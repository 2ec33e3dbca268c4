use crate::repository::RepositoryFactory;
use crate::DbClient;

use super::{SqlDeviceTokenRepository, SqlNotificationRepository, SqlUserDirectory};

/// Builds the SQL repositories from a shared [`DbClient`].
#[derive(Debug, Clone, Copy, Default)]
pub struct SqlRepositoryFactory;

impl RepositoryFactory<SqlDeviceTokenRepository, DbClient> for SqlRepositoryFactory {
    fn create_repository(&self, client: DbClient) -> SqlDeviceTokenRepository {
        SqlDeviceTokenRepository::new(client)
    }
}

impl RepositoryFactory<SqlNotificationRepository, DbClient> for SqlRepositoryFactory {
    fn create_repository(&self, client: DbClient) -> SqlNotificationRepository {
        SqlNotificationRepository::new(client)
    }
}

impl RepositoryFactory<SqlUserDirectory, DbClient> for SqlRepositoryFactory {
    fn create_repository(&self, client: DbClient) -> SqlUserDirectory {
        SqlUserDirectory::new(client)
    }
}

> _Task description_
All of the records must be repeated exactly.

> _Answer_
repository 2ec33e3dbca268c4
use crate::repository::RepositoryFactory;
use crate::DbClient;

use super::{SqlDeviceTokenRepository, SqlNotificationRepository, SqlUserDirectory};

/// Builds the SQL repositories from a shared [`DbClient`].
#[derive(Debug, Clone, Copy, Default)]
pub struct SqlRepositoryFactory;

impl RepositoryFactory<SqlDeviceTokenRepository, DbClient> for SqlRepositoryFactory {
    fn create_repository(&self, client: DbClient) -> SqlDeviceTokenRepository {
        SqlDeviceTokenRepository::new(client)
    }
}

impl RepositoryFactory<SqlNotificationRepository, DbClient> for SqlRepositoryFactory {
    fn create_repository(&self, client: DbClient) -> SqlNotificationRepository {
        SqlNotificationRepository::new(client)
    }
}

impl RepositoryFactory<SqlUserDirectory, DbClient> for SqlRepositoryFactory {
    fn create_repository(&self, client: DbClient) -> SqlUserDirectory {
        SqlUserDirectory::new(client)
    }
}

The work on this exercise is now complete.